==== Provided data ====

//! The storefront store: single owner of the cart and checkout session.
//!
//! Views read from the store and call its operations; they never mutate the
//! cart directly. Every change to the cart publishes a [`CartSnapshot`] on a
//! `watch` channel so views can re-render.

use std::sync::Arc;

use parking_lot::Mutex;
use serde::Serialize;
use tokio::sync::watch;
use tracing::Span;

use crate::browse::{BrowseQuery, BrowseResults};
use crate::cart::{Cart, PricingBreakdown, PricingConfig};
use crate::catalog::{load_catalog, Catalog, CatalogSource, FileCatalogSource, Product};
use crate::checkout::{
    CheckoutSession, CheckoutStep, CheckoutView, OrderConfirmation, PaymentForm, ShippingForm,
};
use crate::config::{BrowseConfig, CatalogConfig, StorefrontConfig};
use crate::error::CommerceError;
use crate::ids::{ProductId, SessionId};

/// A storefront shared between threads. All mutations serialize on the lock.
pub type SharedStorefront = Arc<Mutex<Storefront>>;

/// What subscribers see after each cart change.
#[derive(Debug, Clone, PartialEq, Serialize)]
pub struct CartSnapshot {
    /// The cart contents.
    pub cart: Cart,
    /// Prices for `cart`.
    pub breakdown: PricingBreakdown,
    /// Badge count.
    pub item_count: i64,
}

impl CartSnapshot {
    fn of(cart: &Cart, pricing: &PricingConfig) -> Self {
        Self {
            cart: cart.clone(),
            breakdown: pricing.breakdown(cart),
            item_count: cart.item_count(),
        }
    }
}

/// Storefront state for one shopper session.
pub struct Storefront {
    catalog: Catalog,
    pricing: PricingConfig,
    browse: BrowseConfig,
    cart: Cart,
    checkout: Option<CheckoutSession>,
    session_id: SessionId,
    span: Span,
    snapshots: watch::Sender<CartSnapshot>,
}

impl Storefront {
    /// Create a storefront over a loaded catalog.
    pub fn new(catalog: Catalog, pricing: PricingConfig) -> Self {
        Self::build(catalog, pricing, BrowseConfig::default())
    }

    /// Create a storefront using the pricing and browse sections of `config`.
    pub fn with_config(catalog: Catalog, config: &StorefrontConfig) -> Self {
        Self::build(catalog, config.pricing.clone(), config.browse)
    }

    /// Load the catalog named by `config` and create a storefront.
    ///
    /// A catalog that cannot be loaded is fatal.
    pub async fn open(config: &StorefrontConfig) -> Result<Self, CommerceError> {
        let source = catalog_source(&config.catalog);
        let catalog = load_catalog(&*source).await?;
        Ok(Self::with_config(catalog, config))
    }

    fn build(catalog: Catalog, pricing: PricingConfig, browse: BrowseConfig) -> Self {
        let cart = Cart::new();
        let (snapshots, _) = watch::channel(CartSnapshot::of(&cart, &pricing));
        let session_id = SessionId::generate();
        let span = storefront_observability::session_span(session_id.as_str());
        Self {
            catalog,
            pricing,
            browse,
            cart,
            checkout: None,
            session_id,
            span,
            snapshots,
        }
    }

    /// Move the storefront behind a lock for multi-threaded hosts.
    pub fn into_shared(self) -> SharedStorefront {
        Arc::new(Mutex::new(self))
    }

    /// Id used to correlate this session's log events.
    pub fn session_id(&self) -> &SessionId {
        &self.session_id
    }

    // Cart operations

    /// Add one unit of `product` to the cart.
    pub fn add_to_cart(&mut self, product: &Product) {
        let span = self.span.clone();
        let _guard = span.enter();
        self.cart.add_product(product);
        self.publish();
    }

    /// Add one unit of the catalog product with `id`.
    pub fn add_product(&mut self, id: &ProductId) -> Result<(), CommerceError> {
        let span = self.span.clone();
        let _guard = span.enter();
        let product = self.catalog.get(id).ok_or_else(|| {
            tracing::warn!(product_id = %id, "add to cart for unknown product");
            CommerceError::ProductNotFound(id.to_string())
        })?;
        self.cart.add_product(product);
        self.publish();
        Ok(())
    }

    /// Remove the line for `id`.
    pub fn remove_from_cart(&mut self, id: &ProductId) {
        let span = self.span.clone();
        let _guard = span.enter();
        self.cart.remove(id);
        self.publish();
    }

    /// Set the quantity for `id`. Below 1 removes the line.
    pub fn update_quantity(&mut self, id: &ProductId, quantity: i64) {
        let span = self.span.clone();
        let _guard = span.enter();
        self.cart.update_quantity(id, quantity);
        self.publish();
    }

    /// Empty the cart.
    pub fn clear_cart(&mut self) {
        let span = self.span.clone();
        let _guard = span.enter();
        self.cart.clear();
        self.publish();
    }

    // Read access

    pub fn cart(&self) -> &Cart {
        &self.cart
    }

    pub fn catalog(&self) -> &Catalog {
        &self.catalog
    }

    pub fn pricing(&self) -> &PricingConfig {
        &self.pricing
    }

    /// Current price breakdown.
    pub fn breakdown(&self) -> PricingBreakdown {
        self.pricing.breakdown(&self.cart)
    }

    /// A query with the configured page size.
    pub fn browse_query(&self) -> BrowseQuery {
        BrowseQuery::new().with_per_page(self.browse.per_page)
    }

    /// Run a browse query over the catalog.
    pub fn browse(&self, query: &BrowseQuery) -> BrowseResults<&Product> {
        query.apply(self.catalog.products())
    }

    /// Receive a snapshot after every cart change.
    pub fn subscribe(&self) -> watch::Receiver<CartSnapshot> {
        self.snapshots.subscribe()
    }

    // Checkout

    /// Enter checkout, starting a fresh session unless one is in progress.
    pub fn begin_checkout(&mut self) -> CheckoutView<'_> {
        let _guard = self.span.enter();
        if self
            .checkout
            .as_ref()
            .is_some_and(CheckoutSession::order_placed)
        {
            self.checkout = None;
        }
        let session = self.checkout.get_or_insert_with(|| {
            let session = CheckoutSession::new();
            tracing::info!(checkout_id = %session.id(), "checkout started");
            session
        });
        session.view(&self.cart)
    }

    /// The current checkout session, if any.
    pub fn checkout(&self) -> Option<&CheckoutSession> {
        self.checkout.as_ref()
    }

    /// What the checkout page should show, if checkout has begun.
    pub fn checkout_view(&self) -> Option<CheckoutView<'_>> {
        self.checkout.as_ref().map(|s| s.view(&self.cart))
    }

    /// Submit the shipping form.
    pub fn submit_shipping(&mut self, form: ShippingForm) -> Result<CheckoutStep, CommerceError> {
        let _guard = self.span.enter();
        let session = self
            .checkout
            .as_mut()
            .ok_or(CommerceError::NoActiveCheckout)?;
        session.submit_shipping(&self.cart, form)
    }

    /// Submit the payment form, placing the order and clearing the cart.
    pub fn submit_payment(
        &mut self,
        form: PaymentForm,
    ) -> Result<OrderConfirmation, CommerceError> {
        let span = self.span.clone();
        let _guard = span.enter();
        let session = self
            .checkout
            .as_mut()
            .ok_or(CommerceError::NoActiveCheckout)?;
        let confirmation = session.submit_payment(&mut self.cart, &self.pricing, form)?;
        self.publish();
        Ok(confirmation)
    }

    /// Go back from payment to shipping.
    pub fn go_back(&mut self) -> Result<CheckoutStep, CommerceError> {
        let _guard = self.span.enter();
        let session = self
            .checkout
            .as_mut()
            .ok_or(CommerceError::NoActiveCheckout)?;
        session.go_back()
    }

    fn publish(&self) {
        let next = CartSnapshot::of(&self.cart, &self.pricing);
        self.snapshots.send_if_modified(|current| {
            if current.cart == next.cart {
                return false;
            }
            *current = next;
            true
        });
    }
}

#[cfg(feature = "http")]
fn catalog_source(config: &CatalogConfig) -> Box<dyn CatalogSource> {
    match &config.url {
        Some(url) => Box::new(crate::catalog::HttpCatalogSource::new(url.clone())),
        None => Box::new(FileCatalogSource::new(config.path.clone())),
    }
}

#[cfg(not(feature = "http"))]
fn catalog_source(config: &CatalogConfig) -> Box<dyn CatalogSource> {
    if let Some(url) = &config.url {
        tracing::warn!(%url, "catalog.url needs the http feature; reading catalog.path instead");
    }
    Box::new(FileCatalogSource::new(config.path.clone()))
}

====
==== Provided data ====

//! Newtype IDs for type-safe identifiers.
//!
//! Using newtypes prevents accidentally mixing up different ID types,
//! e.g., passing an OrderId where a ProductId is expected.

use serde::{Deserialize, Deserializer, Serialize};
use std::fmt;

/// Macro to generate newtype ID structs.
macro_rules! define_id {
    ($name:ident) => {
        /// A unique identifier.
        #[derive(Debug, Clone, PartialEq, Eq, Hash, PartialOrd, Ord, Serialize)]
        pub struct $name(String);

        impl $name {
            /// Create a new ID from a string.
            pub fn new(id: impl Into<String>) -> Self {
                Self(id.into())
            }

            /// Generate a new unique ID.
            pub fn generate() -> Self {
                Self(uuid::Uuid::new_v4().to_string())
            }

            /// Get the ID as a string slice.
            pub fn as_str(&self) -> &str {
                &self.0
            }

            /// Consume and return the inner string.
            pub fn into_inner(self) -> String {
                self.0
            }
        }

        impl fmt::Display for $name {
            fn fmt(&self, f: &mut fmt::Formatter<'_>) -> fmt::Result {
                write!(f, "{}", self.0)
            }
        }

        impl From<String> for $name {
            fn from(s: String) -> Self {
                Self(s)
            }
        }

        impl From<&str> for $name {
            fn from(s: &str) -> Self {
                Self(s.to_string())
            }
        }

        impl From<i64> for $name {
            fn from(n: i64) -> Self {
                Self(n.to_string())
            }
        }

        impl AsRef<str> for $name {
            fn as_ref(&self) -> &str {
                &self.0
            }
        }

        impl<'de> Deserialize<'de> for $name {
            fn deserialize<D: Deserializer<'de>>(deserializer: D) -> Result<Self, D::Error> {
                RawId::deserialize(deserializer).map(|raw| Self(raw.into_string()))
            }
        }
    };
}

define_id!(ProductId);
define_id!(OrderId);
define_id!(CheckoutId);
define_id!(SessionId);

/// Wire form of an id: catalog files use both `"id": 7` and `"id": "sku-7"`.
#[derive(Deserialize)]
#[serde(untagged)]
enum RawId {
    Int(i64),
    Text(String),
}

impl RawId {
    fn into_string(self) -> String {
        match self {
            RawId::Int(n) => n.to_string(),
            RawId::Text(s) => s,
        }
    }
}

====

Prompt
From the records above, retype only the lines starting at the line that contains "pub fn clear_cart(&mut" and ending at the line that contains "configured page size.", both included.

Task response
    pub fn clear_cart(&mut self) {
        let span = self.span.clone();
        let _guard = span.enter();
        self.cart.clear();
        self.publish();
    }

    // Read access

    pub fn cart(&self) -> &Cart {
        &self.cart
    }

    pub fn catalog(&self) -> &Catalog {
        &self.catalog
    }

    pub fn pricing(&self) -> &PricingConfig {
        &self.pricing
    }

    /// Current price breakdown.
    pub fn breakdown(&self) -> PricingBreakdown {
        self.pricing.breakdown(&self.cart)
    }

    /// A query with the configured page size.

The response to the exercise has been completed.